Green infrastructure planning for London’s urban landscape
London has a proud tradition of planning green space in conjunction with urban development. As outlined in the above video, it includes (1) the choice of a riverside site by the Romans, (2) the fabulous network of parks planned by Henry VIII, (3) the incredibly far-sighted Breathing Zones proposal of John Claudius Loudon, (4) the influential Garden Cities vision of Ebenezer Howard, (5) the practical Green Belt planning of Raymond Unwin, (6) Abercrombie’s inspiring Park System, (7) the Metropolitan Green Belt as adopted by a group of local authorities in the South East, (8) the South London Green Chain, led by LB Greenwich and the GLC (9) LPAC’s 1991 Green Strategy, (10) the GLA’s Blue Ribbon Network, (11) the GLA’s Green Grid (12 ) the Green Infrastructure proposals in the forthcoming London Plan.

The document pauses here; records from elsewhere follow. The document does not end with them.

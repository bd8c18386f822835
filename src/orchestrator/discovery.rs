use std::ffi::OsString;
use std::path::{Path, PathBuf};

use crate::platform;

/// Install locations checked after `PATH`. GUI-launched processes often get a
/// minimal `PATH` that misses these.
const SYSTEM_DIRS: &[&str] = &["/opt/homebrew/bin", "/usr/local/bin"];
const HOME_DIRS: &[&str] = &[
    ".local/bin",
    ".cargo/bin",
    "go/bin",
    ".npm-global/bin",
    ".bun/bin",
    ".deno/bin",
];
const FALLBACK_DIRS: &[&str] = &["/usr/bin", "/bin"];

/// The ordered list of extra directories searched for executables.
pub fn extra_search_dirs() -> Vec<PathBuf> {
    let mut dirs: Vec<PathBuf> = SYSTEM_DIRS.iter().map(PathBuf::from).collect();
    if let Some(home) = platform::home_dir() {
        dirs.extend(HOME_DIRS.iter().map(|d| home.join(d)));
    }
    dirs.extend(FALLBACK_DIRS.iter().map(PathBuf::from));
    dirs
}

/// Locate an executable by name.
///
/// A name containing a path separator is checked as-is. Otherwise `PATH` is
/// searched first, then [`extra_search_dirs`].
pub fn find_executable(name: &str) -> Option<PathBuf> {
    if name.is_empty() {
        return None;
    }
    if name.contains(std::path::MAIN_SEPARATOR) || name.contains('/') {
        let path = PathBuf::from(name);
        return platform::is_executable(&path).then_some(path);
    }

    if let Ok(found) = which::which(name) {
        return Some(found);
    }

    find_in_dirs(name, &extra_search_dirs())
}

fn find_in_dirs(name: &str, dirs: &[PathBuf]) -> Option<PathBuf> {
    dirs.iter()
        .map(|dir| dir.join(name))
        .find(|candidate| platform::is_executable(candidate))
}

/// `PATH` for child processes: the current value followed by every existing
/// extra directory not already on it.
pub fn augmented_path() -> OsString {
    let current = std::env::var_os("PATH").unwrap_or_default();
    augment(&current, &extra_search_dirs())
}

fn augment(current: &OsString, extra: &[PathBuf]) -> OsString {
    let mut entries: Vec<PathBuf> = std::env::split_paths(current).collect();
    for dir in extra {
        if dir.is_dir() && !entries.iter().any(|e| e == dir) {
            entries.push(dir.clone());
        }
    }
    std::env::join_paths(entries).unwrap_or_else(|_| current.clone())
}

/// File name of a binary reference, for kill-by-name.
pub fn binary_basename(bin: &str) -> &str {
    Path::new(bin)
        .file_name()
        .and_then(|n| n.to_str())
        .unwrap_or(bin)
}
use anyhow::Result;
use std::process::Command;

use crate::cli::GlobalOpts;
use crate::config::resolve::resolve_workspace;
use crate::orchestrator::discovery::find_executable;
use crate::orchestrator::ports::{check_port_available, identify_port_owner};

pub fn run(global: &GlobalOpts) -> Result<()> {
    println!("toolhub doctor");
    println!("==============");
    println!();

    let dir = resolve_workspace(global.workspace.as_deref())?;
    let settings = global.settings(dir);

    let mut all_ok = true;

    println!("  Binaries");
    let binaries = [
        (settings.orchestrator_bin.as_str(), true),
        (settings.proxy_bin.as_str(), true),
        ("npx", false),
    ];
    for (name, required) in binaries {
        match find_executable(name) {
            Some(path) => {
                let version = binary_version(&path).unwrap_or_else(|| path.display().to_string());
                println!("  [ok] {:<16} {}", name, version);
            }
            None if required => {
                println!("  [!!] {:<16} not found", name);
                all_ok = false;
            }
            None => println!("  [--] {:<16} not found (needed by the default tool servers)", name),
        }
    }

    println!();
    println!("  Ports");
    let ports = [
        ("control plane", settings.ports.control_plane),
        ("proxy", settings.ports.proxy),
        ("admin api", settings.ports.admin_api),
        ("inspector ui", settings.ports.inspector_ui),
        ("inspector proxy", settings.ports.inspector_proxy),
    ];
    for (label, port) in ports {
        if check_port_available(port) {
            println!("  [ok] {:<16} {} free", label, port);
        } else {
            let owner = identify_port_owner(port)
                .map(|o| format!(" by {o}"))
                .unwrap_or_default();
            println!("  [!!] {:<16} {} in use{}", label, port, owner);
            all_ok = false;
        }
    }

    println!();
    println!("  Workspace");
    let workspace = crate::config::workspace::Workspace::new(&settings.workspace_dir);
    if workspace.exists() {
        println!("  [ok] {}", workspace.manifest_path().display());
    } else {
        println!(
            "  [!!] {} missing (run `toolhub init`)",
            workspace.manifest_path().display()
        );
        all_ok = false;
    }

    println!();
    if all_ok {
        println!("Everything looks good.");
    } else {
        println!("Some checks failed. A running hub holds its own ports, so stop it before re-checking.");
    }

    Ok(())
}

fn binary_version(path: &std::path::Path) -> Option<String> {
    let output = Command::new(path).arg("--version").output().ok()?;
    if !output.status.success() {
        return None;
    }
    let stdout = String::from_utf8_lossy(&output.stdout);
    // Some tools print their version to stderr.
    let text = if stdout.trim().is_empty() {
        String::from_utf8_lossy(&output.stderr).to_string()
    } else {
        stdout.to_string()
    };
    text.lines().next().map(|l| l.trim().to_string())
}
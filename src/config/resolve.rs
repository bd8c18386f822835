use std::path::{Path, PathBuf};

use crate::config::workspace::MANIFEST_FILENAME;

pub const WORKSPACE_DIRNAME: &str = ".toolhub";

/// Walk up the directory tree from `start`, looking for a workspace
/// directory that already holds a manifest.
pub fn find_workspace(start: &Path) -> Option<PathBuf> {
    let mut current = start.to_path_buf();
    loop {
        let candidate = current.join(WORKSPACE_DIRNAME);
        if candidate.join(MANIFEST_FILENAME).is_file() {
            return Some(candidate);
        }
        if !current.pop() {
            return None;
        }
    }
}

/// Resolve the workspace directory. An explicit path wins (it need not exist
/// yet, `init` creates it). Otherwise search upward from the current
/// directory, falling back to `./.toolhub`.
pub fn resolve_workspace(cli_dir: Option<&Path>) -> anyhow::Result<PathBuf> {
    if let Some(dir) = cli_dir {
        return Ok(dir.to_path_buf());
    }
    let cwd = std::env::current_dir()?;
    Ok(find_workspace(&cwd).unwrap_or_else(|| cwd.join(WORKSPACE_DIRNAME)))
}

It is good that the ideas have come from many different professions but this has also resulted in terminological confusion and a consequent lack of a professional focus for implementation of the policies. At borough level, green space plans tend to be simple regurgitations of older documents. At the all-London scale the focus tends to be on new names for old policies. I’d like to see:
- landscape architects developing more expertise in green space planning while drawing on the work of engineers, architects, planners, natural scientists and social scientists.

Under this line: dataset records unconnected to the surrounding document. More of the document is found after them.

use anyhow::Result;
use owo_colors::OwoColorize;

use crate::cli::{GlobalOpts, ServerFields};
use crate::config::defaults::supergateway_template;
use crate::config::model::ServiceEntry;

const DEFAULT_HEALTH_ENDPOINT: &str = "/healthz";

fn entry_from(fields: ServerFields) -> ServiceEntry {
    let supergateway_command = fields
        .supergateway_command
        .or_else(|| fields.command.as_deref().map(supergateway_template));
    ServiceEntry {
        enabled: fields.disabled.then_some(false),
        port: fields.port.unwrap_or(0),
        command: fields.command,
        supergateway_command,
        health_endpoint: fields.health_endpoint,
        description: fields.description,
        serve_dir: fields.serve_dir,
        readiness_probe: None,
        labels: fields.labels,
        env_vars: fields.env_vars,
    }
}

pub fn list(global: &GlobalOpts, json: bool) -> Result<()> {
    let manager = super::manager(global)?;
    let endpoints = manager.endpoints()?;
    if json {
        return super::print_json(&endpoints);
    }

    let mut table = super::table(&["NAME", "KIND", "PORT", "ENABLED", "URL", "DESCRIPTION"]);
    for endpoint in &endpoints {
        table.add_row(vec![
            endpoint.name.clone(),
            endpoint.kind.to_string(),
            endpoint.port.to_string(),
            if endpoint.enabled { "yes" } else { "no" }.to_string(),
            endpoint.url.clone(),
            endpoint.description.clone().unwrap_or_default(),
        ]);
    }
    println!("{table}");
    Ok(())
}

pub fn add(global: &GlobalOpts, name: &str, fields: ServerFields) -> Result<()> {
    let manager = super::manager(global)?;
    let mut entry = entry_from(fields);
    if entry.health_endpoint.is_none() {
        entry.health_endpoint = Some(DEFAULT_HEALTH_ENDPOINT.to_string());
    }
    let added = manager.add_server(name, entry)?;
    println!(
        "  {} Added {} on port {}",
        "\u{2713}".green(),
        name,
        added.port
    );
    print_missing_env(&added);
    Ok(())
}

pub fn update(global: &GlobalOpts, name: &str, fields: ServerFields) -> Result<()> {
    let manager = super::manager(global)?;
    let updated = manager.update_server(name, entry_from(fields))?;
    println!(
        "  {} Updated {} (port {})",
        "\u{2713}".green(),
        name,
        updated.port
    );
    print_missing_env(&updated);
    Ok(())
}

pub fn remove(global: &GlobalOpts, name: &str) -> Result<()> {
    let manager = super::manager(global)?;
    manager.remove_server(name)?;
    println!("  {} Removed {}", "\u{2713}".green(), name);
    Ok(())
}

pub fn toggle(global: &GlobalOpts, name: &str, enabled: bool) -> Result<()> {
    let manager = super::manager(global)?;
    let enabled = manager.toggle_server(name, enabled)?;
    println!(
        "  {} {} {}",
        "\u{2713}".green(),
        name,
        if enabled { "enabled" } else { "disabled" }
    );
    Ok(())
}

fn print_missing_env(entry: &ServiceEntry) {
    if entry.env_vars.is_empty() {
        return;
    }
    println!(
        "  Requires: {} (set with `toolhub env set` or `toolhub env secret`)",
        entry.env_vars.join(", ")
    );
}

- the ‘green’ in ‘green space’ used to mean both (1) ‘fauna and flora’ and (2) ‘environmentally good’ (as in the phrase ‘green transport’).
And what should this category of urban planning be called? ‘Green’ is almost acceptable if used in its two senses but I doubt if this is possible and the word is too descriptive to serve as a planning objective. ‘Infrastructure’ is also a utilitarian word, which is both an advantage and a disadvantage. I think of the activity as ‘landscape planning’, because the aim is to make London a great urban landscape, incorporating a wide range of aesthetic, ecological and functional objectives. At an institutional level there is a need for an organisation with the energy and expertise to advance green policy on a citywide basis. It could be a part of the GLA, equivalent to Transport for London TfL. Or the new body proposed in the 2017 Draft Environment Strategy could be made permanent. The document states that Mayor Sadiq Khan will ‘set up a London Green Spaces
Commission to roll out new ways for the Mayor, London boroughs, community groups and others to fund, manage and value green
spaces and nature’.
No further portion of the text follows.